:: Given records ::
# # # # # # #
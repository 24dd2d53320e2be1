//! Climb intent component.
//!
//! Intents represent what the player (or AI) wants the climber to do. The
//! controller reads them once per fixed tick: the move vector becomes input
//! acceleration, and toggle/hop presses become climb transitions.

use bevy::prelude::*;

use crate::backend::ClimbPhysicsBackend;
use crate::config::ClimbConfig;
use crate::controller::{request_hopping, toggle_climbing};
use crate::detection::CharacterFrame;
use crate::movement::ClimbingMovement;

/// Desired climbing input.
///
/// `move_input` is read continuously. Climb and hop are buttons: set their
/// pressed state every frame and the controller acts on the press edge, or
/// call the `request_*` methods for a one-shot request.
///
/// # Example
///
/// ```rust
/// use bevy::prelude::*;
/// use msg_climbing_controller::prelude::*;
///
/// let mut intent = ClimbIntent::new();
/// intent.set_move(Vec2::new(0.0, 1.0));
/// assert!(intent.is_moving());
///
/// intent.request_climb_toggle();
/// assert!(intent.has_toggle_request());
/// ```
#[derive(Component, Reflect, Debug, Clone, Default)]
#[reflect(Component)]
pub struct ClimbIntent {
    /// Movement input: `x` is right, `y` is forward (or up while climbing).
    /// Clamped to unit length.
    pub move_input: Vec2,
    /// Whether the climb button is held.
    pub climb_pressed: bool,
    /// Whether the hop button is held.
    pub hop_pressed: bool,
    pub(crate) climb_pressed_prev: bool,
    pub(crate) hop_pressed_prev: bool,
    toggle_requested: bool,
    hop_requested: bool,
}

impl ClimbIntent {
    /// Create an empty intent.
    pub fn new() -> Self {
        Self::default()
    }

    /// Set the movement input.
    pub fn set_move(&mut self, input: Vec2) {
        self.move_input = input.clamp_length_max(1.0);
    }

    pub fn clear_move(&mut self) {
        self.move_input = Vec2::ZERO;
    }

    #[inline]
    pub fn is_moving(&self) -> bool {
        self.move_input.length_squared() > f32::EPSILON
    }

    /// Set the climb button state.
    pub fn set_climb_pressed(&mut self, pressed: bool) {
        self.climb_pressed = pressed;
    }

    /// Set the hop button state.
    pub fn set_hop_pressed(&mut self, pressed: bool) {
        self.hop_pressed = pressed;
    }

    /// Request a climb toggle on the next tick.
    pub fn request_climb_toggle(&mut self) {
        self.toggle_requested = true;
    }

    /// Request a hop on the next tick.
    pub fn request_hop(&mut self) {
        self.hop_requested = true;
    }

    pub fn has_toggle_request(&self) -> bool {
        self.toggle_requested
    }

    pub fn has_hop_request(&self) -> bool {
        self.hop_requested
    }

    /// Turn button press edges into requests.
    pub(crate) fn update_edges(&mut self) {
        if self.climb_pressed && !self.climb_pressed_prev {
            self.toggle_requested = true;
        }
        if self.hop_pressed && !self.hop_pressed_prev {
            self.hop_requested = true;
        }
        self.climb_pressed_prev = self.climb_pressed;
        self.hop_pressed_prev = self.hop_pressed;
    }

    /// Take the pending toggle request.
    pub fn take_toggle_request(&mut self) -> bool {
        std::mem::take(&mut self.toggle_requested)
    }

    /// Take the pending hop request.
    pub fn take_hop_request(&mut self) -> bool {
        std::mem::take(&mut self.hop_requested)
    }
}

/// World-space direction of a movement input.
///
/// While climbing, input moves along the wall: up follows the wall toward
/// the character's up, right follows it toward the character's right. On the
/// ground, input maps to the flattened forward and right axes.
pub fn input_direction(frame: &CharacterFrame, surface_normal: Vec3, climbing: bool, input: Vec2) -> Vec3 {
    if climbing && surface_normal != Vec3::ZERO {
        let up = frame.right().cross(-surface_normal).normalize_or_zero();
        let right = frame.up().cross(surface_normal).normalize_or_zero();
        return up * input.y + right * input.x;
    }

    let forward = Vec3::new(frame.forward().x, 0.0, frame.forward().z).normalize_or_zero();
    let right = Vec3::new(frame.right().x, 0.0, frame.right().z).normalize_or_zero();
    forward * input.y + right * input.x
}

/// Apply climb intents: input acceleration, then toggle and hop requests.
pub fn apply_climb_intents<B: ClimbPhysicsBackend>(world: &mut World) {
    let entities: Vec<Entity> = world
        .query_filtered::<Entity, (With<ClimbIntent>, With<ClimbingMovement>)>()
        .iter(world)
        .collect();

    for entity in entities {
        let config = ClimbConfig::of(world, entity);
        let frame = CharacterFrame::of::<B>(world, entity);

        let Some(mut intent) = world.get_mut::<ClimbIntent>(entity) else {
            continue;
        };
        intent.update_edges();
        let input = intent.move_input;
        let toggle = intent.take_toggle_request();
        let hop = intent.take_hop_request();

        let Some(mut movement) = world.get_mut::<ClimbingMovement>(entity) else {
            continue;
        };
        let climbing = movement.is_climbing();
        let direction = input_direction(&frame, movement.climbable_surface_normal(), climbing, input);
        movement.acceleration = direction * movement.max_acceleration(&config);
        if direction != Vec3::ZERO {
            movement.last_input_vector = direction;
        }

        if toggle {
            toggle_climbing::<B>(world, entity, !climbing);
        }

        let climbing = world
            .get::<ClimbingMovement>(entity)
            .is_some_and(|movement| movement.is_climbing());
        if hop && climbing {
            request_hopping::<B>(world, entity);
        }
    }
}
# # # # # # #
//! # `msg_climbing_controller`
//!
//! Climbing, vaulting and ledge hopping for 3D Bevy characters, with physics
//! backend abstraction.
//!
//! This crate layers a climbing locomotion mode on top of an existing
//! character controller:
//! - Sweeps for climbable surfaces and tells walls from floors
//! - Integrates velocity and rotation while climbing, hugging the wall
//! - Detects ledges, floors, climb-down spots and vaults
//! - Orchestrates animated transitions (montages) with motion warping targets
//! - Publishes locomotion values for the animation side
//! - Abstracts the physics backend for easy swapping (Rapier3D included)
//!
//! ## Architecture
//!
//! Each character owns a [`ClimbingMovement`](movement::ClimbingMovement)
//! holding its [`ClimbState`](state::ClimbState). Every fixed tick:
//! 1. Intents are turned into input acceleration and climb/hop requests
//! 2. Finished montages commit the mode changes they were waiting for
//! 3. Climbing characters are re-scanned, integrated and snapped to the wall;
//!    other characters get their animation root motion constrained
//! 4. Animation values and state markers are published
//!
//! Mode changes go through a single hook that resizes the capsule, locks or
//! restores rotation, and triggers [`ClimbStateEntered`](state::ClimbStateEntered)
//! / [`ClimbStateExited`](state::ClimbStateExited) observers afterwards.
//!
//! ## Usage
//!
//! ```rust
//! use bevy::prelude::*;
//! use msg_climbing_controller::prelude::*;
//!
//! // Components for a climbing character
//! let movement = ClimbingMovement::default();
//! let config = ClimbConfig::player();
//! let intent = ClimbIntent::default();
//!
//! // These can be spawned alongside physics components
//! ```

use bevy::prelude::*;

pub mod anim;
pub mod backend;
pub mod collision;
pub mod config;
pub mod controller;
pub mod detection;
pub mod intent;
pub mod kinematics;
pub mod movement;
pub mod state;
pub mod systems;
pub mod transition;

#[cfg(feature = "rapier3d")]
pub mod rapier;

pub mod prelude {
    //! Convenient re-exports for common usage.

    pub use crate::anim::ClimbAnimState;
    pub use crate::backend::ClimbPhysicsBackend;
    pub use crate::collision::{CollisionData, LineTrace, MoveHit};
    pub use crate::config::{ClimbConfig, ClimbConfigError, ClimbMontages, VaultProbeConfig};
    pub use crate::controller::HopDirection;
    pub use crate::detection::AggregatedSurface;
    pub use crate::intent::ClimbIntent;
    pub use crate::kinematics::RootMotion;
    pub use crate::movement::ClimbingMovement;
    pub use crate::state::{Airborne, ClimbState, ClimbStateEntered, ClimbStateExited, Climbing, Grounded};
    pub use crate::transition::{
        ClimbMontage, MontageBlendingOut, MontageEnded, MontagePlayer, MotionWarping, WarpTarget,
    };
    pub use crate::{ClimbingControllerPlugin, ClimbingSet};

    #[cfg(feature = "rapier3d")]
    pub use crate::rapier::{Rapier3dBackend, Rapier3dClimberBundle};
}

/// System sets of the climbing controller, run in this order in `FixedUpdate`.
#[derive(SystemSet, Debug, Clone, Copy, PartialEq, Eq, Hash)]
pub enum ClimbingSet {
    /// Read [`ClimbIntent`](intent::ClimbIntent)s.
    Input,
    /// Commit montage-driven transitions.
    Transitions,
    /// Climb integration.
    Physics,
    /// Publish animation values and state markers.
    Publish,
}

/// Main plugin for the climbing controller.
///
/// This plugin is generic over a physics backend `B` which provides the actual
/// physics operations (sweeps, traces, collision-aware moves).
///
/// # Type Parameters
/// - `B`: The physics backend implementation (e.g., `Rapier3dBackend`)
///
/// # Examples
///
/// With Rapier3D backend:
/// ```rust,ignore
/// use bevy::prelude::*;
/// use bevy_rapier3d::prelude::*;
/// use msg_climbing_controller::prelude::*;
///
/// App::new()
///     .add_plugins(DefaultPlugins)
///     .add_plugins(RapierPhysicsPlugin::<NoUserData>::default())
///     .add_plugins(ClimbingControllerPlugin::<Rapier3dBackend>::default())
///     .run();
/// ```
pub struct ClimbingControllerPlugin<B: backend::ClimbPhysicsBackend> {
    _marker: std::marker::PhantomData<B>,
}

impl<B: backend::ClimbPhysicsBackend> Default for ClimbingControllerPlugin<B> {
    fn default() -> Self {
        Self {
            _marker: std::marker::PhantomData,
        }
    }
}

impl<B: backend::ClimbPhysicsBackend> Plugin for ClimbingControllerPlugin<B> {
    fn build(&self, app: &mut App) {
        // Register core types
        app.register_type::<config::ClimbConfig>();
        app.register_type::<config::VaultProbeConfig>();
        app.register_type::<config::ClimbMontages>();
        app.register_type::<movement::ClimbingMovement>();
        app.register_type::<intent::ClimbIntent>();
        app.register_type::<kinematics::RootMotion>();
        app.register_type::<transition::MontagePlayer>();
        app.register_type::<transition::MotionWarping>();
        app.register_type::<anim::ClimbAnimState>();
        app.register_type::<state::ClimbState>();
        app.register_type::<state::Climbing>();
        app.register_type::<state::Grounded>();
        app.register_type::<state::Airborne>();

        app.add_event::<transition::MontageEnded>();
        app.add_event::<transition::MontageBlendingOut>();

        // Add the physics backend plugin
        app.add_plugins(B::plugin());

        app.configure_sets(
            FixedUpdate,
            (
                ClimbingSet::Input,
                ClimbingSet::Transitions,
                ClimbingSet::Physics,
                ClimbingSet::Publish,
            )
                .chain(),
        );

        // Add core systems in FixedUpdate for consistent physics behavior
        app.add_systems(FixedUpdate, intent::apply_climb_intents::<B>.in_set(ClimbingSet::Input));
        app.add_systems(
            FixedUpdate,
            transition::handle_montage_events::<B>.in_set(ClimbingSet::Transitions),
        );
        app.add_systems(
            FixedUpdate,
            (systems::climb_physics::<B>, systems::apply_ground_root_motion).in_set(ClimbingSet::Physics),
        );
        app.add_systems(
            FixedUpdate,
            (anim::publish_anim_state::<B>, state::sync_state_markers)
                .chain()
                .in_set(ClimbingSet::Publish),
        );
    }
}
# # # # # # #
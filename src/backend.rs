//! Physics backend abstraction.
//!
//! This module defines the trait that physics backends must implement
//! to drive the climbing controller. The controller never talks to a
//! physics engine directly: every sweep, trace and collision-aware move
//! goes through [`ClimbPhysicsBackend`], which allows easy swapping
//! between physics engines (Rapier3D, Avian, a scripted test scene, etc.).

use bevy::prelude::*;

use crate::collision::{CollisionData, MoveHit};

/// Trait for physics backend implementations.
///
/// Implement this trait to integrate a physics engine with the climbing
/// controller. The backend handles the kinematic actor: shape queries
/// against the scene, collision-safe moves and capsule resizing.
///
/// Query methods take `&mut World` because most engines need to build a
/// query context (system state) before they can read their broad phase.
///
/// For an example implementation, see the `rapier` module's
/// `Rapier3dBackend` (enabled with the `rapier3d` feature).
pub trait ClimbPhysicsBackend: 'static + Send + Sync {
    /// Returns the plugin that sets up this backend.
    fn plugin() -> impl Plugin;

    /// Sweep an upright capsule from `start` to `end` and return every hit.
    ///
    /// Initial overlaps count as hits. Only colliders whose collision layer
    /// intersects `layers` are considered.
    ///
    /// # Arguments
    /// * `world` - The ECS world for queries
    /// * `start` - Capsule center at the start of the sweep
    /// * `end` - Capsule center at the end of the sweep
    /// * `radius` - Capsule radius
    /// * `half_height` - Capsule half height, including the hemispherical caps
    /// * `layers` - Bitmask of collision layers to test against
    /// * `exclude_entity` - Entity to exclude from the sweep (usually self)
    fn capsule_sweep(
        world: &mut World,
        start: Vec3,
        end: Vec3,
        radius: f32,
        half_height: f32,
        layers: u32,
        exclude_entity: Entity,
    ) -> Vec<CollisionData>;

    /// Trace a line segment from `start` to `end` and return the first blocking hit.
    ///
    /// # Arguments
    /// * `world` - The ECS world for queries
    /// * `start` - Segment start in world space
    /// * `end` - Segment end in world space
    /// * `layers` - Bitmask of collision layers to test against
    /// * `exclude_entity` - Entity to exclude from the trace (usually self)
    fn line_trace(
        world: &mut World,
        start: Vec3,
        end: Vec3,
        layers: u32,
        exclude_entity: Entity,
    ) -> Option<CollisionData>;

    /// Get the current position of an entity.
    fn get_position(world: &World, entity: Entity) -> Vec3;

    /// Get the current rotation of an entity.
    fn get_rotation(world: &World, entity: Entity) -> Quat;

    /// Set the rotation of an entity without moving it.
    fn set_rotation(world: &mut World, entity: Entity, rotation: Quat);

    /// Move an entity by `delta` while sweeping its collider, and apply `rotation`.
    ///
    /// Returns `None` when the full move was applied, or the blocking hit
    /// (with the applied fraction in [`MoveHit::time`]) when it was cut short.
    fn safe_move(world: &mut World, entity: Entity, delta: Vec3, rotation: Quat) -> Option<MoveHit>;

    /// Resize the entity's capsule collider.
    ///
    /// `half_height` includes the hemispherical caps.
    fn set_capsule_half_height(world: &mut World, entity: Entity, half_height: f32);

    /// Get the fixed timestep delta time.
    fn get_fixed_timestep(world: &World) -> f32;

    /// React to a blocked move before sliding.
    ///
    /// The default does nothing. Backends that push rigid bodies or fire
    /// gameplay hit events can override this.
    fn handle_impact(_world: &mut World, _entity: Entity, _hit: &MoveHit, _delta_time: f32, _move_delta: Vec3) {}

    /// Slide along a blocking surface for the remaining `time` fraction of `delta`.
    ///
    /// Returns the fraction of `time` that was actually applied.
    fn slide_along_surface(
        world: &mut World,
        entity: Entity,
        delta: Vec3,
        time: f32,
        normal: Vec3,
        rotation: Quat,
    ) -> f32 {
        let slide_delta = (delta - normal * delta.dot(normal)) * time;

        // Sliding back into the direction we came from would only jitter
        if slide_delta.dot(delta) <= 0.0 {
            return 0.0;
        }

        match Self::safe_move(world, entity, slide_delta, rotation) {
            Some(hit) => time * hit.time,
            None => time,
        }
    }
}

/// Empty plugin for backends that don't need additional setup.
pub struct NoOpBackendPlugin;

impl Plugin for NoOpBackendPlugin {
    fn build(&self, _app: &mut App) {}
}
# # # # # # #
Wherever a line of the records above contains the string "floors", copy that line out.

//! - Sweeps for climbable surfaces and tells walls from floors
//! - Detects ledges, floors, climb-down spots and vaults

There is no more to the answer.